Jimmie Johnson didn’t retire from racing last year; he just retired from NASCAR after 19 seasons in the Cup Series, seven championships and 83 checkered flags. Now, Johnson is about to try something new, something he’s been dreaming about since he was a kid growing up in Southern California.

“IndyCar was the early dream for me,” Johnson told For The Win. “I’m excited. I’m optimistic about it. I’ve got a long way to go.”

He’ll be a 45-year-old rookie in the open-wheeled NTT IndyCar Series, competing in 13 road- and street-course races for Chip Ganassi Racing this season beginning Sunday with the Honda Indy Grand Prix of Alabama at Barber Motorsports Park. And even though the ride has a totally different look, he’s still behind the wheel of a No. 48 car, which veteran IndyCar champ Tony Kanaan will pilot for the oval races.

For The Win recently spoke with Johnson about a variety of subjects, including shifting into IndyCar and the extreme challenges that come with competing in a new style of racing.

This interview has been condensed and edited for clarity.

Jimmie Johnson poses in his firesuit ahead of the 2021 IndyCar season. (Photo: Chris Owens via IndyCar)

1. How does it feel to be a 45-year-old rookie competing in IndyCar, something that’s a totally different style of racing than what you’ve been doing for the last couple decades?

Johnson: Definitely a rookie.
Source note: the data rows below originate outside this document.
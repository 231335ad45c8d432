//! Per-tick failure kinds of the monitor loop.

/// A tick that could not complete. The loop logs it and carries on.
#[derive(Debug, thiserror::Error)]
pub enum MonitorError {
    #[error("capture failed: {0}")]
    Capture(String),
    #[error("recognition failed: {0}")]
    Recognition(String),
    #[error("injection failed: {0}")]
    Injection(String),
}

impl MonitorError {
    pub fn capture(err: anyhow::Error) -> Self {
        Self::Capture(format!("{:#}", err))
    }

    pub fn recognition(err: anyhow::Error) -> Self {
        Self::Recognition(format!("{:#}", err))
    }

    pub fn injection(err: anyhow::Error) -> Self {
        Self::Injection(format!("{:#}", err))
    }
}
//! Keyboard simulation with `SendInput`.
//!
//! `SendInput` injects into the system input stream, the same path a
//! physical keyboard takes, so the events land in whichever window has
//! keyboard focus. No window handle is involved and the foreground window
//! is never changed.

use anyhow::{anyhow, Result};

use windows::Win32::UI::Input::KeyboardAndMouse::{
    MapVirtualKeyW, SendInput, VkKeyScanW, INPUT, INPUT_0, INPUT_KEYBOARD, KEYBDINPUT,
    KEYBD_EVENT_FLAGS, KEYEVENTF_EXTENDEDKEY, KEYEVENTF_KEYUP, KEYEVENTF_UNICODE,
    MAPVK_VK_TO_VSC, VIRTUAL_KEY, VK_BACK, VK_CONTROL, VK_DELETE, VK_DOWN, VK_END, VK_ESCAPE,
    VK_F1, VK_HOME, VK_INSERT, VK_LEFT, VK_MENU, VK_NEXT, VK_PRIOR, VK_RETURN, VK_RIGHT,
    VK_SHIFT, VK_SPACE, VK_TAB, VK_UP,
};

use super::{Key, KeyboardSink};

/// Keyboard backed by `SendInput`.
#[derive(Default)]
pub struct SendInputKeyboard;

impl KeyboardSink for SendInputKeyboard {
    fn send_key(&mut self, key: Key) -> Result<()> {
        let vk = virtual_key(key)?;
        send(&[key_input(key, vk, false), key_input(key, vk, true)])
    }

    fn send_chord(&mut self, keys: &[Key]) -> Result<()> {
        let mut inputs = Vec::with_capacity(keys.len() * 2);
        for &key in keys {
            inputs.push(key_input(key, virtual_key(key)?, false));
        }
        for &key in keys.iter().rev() {
            inputs.push(key_input(key, virtual_key(key)?, true));
        }
        send(&inputs)
    }

    fn release_keys(&mut self, keys: &[Key]) -> Result<()> {
        let mut inputs = Vec::with_capacity(keys.len());
        for &key in keys {
            inputs.push(key_input(key, virtual_key(key)?, true));
        }
        send(&inputs)
    }

    fn type_char(&mut self, c: char) -> Result<()> {
        // KEYEVENTF_UNICODE posts the character itself (VK_PACKET), so the
        // text is the same whatever layout the user has active.
        let mut units = [0u16; 2];
        let mut inputs = Vec::with_capacity(4);
        for &unit in c.encode_utf16(&mut units).iter() {
            inputs.push(unicode_input(unit, false));
            inputs.push(unicode_input(unit, true));
        }
        send(&inputs)
    }
}

/// Maps a key to its Windows virtual-key code.
fn virtual_key(key: Key) -> Result<VIRTUAL_KEY> {
    let vk = match key {
        Key::Char(c) if c.is_ascii_alphanumeric() => VIRTUAL_KEY(c.to_ascii_uppercase() as u16),
        Key::Char(c) => {
            // Low byte is the VK on the active layout, high byte the shift state
            let scan = if (c as u32) > 0xFFFF {
                -1
            } else {
                unsafe { VkKeyScanW(c as u16) }
            };
            if scan == -1 {
                return Err(anyhow!("No key produces {:?} on the current layout", c));
            }
            VIRTUAL_KEY((scan as u16) & 0xFF)
        }
        Key::Enter => VK_RETURN,
        Key::Backspace => VK_BACK,
        Key::Tab => VK_TAB,
        Key::Space => VK_SPACE,
        Key::Escape => VK_ESCAPE,
        Key::Control => VK_CONTROL,
        Key::Shift => VK_SHIFT,
        Key::Alt => VK_MENU,
        Key::Up => VK_UP,
        Key::Down => VK_DOWN,
        Key::Left => VK_LEFT,
        Key::Right => VK_RIGHT,
        Key::Home => VK_HOME,
        Key::End => VK_END,
        Key::PageUp => VK_PRIOR,
        Key::PageDown => VK_NEXT,
        Key::Insert => VK_INSERT,
        Key::Delete => VK_DELETE,
        Key::Function(n) => VIRTUAL_KEY(VK_F1.0 + (n.clamp(1, 24) as u16 - 1)),
    };
    Ok(vk)
}

/// Navigation keys live on the extended part of the keyboard.
fn is_extended(key: Key) -> bool {
    matches!(
        key,
        Key::Up
            | Key::Down
            | Key::Left
            | Key::Right
            | Key::Home
            | Key::End
            | Key::PageUp
            | Key::PageDown
            | Key::Insert
            | Key::Delete
    )
}

fn key_input(key: Key, vk: VIRTUAL_KEY, key_up: bool) -> INPUT {
    // Games reading raw input look at the scan code, not the VK
    let scan = unsafe { MapVirtualKeyW(vk.0 as u32, MAPVK_VK_TO_VSC) } as u16;

    let mut flags = KEYBD_EVENT_FLAGS::default();
    if key_up {
        flags = flags | KEYEVENTF_KEYUP;
    }
    if is_extended(key) {
        flags = flags | KEYEVENTF_EXTENDEDKEY;
    }

    INPUT {
        r#type: INPUT_KEYBOARD,
        Anonymous: INPUT_0 {
            ki: KEYBDINPUT {
                wVk: vk,
                wScan: scan,
                dwFlags: flags,
                ..Default::default()
            },
        },
    }
}

fn unicode_input(unit: u16, key_up: bool) -> INPUT {
    let mut flags = KEYEVENTF_UNICODE;
    if key_up {
        flags = flags | KEYEVENTF_KEYUP;
    }

    INPUT {
        r#type: INPUT_KEYBOARD,
        Anonymous: INPUT_0 {
            ki: KEYBDINPUT {
                wVk: VIRTUAL_KEY(0),
                wScan: unit,
                dwFlags: flags,
                ..Default::default()
            },
        },
    }
}

fn send(inputs: &[INPUT]) -> Result<()> {
    let sent = unsafe { SendInput(inputs, std::mem::size_of::<INPUT>() as i32) };
    if sent as usize != inputs.len() {
        return Err(anyhow!(
            "SendInput delivered {} of {} events (input blocked by a higher-integrity window?)",
            sent,
            inputs.len()
        ));
    }
    Ok(())
}
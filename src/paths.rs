use std::path::PathBuf;
use std::sync::OnceLock;

static EXE_DIR: OnceLock<PathBuf> = OnceLock::new();

/// Returns the directory containing the executable.
pub fn get_exe_dir() -> &'static PathBuf {
    EXE_DIR.get_or_init(|| {
        std::env::current_exe()
            .ok()
            .and_then(|p| p.parent().map(|p| p.to_path_buf()))
            .unwrap_or_else(|| PathBuf::from("."))
    })
}

/// Returns the logs directory: `<exe_dir>/logs/`
pub fn get_logs_dir() -> PathBuf {
    get_exe_dir().join("logs")
}

/// Returns the directory for preview/OCR debug images: `<exe_dir>/logs/debug/`
pub fn get_debug_dir() -> PathBuf {
    get_logs_dir().join("debug")
}

/// Returns the configuration file path: `<exe_dir>/config.json`
pub fn get_config_path() -> PathBuf {
    get_exe_dir().join("config.json")
}

/// Returns the app-local tesseract directory, e.g.
/// `%LOCALAPPDATA%/verify-responder/tesseract/`
pub fn get_tesseract_dir() -> PathBuf {
    dirs::data_local_dir()
        .unwrap_or_else(|| PathBuf::from("."))
        .join("verify-responder")
        .join("tesseract")
}

/// Ensures all output directories exist. Call at startup.
pub fn ensure_directories() -> std::io::Result<()> {
    std::fs::create_dir_all(get_logs_dir())?;
    std::fs::create_dir_all(get_debug_dir())?;
    Ok(())
}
I can vividly remember the feeling and head space of being a rookie coming into Cup. And it’s very similar – the concerns you have, in your mind, self doubt, the curiosity of what’s ahead. How am I going to do? Where am I weak? Where am I strong? All that stuff’s still very much the same.

But I do feel like being older and more experienced is helpful. And I know I’ve been through this before, and I know I’m going to survive it, regardless of the outcome. Barber is going to be full of surprises. And then they’re rolling to St. Pete, and I’ve never been on a street tire or street track, and that’s gonna be full of surprises. But I’m just gonna roll with it. It’s such a fun car to drive. I can’t describe just how intense and how fun these beasts are to drive, and I love every time I get behind the wheel of one.

2. Can compare how it physically feels for you to drive an open-wheeled car like that versus a stock car?

Johnson: Bristol in qualifying is similar. Dover in qualifying is similar. But in IndyCar, that’s every lap all the time. The intensity is so high because the vehicle’s downforce performance and the weight of the vehicle and the tire – they’re just a far superior vehicle. Then you add in the fact that you don’t have any power-steering assist, and the workload goes up 10 times.